:: Work item ::
Wherever a line of the records contains "service", copy that line.

:: Task inputs ::
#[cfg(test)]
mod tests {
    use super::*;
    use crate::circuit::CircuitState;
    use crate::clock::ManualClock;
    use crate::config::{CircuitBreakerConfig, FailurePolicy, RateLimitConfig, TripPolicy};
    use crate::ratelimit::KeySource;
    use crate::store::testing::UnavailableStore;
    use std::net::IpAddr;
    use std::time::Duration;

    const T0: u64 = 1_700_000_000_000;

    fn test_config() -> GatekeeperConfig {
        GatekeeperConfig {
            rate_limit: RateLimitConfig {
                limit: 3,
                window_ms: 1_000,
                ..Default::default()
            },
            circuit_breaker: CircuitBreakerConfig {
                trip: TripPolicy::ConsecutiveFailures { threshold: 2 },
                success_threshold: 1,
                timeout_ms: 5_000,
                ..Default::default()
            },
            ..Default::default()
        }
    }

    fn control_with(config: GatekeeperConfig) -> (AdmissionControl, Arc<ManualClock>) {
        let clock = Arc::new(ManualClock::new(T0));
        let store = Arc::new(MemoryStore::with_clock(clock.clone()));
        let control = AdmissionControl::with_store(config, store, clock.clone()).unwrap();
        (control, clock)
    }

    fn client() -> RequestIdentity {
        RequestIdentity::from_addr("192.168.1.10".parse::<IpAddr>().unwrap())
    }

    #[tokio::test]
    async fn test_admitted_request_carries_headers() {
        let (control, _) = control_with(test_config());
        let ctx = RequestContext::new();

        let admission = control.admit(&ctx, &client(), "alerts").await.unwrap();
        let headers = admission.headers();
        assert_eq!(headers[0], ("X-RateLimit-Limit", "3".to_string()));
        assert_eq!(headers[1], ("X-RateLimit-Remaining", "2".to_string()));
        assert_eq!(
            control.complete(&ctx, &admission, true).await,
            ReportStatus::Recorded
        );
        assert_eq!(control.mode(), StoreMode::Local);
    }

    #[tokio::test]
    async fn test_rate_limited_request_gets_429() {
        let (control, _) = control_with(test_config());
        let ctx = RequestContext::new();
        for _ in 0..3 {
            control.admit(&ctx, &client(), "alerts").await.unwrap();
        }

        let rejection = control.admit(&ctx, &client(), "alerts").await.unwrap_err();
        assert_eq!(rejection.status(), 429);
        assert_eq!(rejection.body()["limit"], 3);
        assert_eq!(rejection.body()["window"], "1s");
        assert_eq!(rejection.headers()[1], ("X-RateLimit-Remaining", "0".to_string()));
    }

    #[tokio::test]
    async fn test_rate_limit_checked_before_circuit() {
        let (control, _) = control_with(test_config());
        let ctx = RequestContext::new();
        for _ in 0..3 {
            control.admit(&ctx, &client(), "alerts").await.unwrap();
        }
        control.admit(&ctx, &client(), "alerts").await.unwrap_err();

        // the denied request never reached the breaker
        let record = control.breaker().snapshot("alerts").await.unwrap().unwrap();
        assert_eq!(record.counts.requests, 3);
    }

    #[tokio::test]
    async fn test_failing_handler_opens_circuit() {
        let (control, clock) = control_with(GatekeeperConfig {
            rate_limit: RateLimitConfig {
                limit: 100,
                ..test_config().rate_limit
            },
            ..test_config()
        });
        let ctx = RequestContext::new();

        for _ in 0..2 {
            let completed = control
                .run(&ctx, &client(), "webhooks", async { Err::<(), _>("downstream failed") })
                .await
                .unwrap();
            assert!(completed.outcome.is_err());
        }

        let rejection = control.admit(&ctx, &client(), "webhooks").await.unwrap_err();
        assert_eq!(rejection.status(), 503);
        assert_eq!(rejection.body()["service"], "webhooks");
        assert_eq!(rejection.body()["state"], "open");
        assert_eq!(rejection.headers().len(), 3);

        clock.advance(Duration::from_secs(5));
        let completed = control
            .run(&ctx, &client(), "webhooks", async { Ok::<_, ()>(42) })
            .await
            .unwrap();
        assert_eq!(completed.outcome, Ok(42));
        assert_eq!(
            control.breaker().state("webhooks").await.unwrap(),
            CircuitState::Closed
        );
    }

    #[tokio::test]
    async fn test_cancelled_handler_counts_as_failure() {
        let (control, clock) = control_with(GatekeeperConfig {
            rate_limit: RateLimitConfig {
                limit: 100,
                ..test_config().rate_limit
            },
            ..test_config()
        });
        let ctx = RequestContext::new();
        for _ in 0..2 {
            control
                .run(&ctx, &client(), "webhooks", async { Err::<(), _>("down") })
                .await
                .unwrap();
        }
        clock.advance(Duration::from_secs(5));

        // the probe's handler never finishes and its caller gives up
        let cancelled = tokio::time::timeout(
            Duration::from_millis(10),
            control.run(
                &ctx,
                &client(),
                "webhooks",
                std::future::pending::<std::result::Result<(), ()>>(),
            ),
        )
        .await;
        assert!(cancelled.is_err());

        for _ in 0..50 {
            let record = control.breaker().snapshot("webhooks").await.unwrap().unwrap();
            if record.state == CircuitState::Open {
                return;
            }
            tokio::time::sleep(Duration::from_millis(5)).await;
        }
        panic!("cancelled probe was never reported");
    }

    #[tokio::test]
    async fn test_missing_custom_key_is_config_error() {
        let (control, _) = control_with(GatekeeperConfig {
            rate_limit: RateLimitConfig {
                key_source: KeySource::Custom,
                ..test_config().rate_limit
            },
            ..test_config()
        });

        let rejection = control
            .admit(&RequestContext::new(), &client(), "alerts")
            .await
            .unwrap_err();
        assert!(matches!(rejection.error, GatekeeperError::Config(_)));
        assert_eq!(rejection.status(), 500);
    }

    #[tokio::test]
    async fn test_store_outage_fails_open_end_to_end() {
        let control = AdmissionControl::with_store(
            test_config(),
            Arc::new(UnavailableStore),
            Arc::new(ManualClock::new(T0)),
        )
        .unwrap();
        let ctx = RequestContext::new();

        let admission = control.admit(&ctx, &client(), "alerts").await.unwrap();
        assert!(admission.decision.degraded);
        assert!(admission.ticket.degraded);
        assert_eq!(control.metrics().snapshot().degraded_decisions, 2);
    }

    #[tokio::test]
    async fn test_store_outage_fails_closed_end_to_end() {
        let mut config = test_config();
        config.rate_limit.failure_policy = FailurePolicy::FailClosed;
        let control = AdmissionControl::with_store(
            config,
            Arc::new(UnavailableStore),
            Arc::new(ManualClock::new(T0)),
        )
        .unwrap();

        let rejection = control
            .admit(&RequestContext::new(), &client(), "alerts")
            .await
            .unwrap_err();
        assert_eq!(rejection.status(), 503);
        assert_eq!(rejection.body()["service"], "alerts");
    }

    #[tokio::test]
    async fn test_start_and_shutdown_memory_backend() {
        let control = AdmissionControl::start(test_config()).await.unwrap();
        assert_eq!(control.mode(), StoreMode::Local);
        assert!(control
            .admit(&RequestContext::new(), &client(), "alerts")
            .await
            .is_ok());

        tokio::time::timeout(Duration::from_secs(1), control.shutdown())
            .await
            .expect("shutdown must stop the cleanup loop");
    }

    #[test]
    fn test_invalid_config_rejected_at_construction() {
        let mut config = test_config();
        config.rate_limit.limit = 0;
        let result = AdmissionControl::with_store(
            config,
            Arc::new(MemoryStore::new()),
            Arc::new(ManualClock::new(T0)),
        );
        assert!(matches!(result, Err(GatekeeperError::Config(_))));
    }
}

:: Response ::
        assert_eq!(rejection.body()["service"], "webhooks");
        assert_eq!(rejection.body()["service"], "alerts");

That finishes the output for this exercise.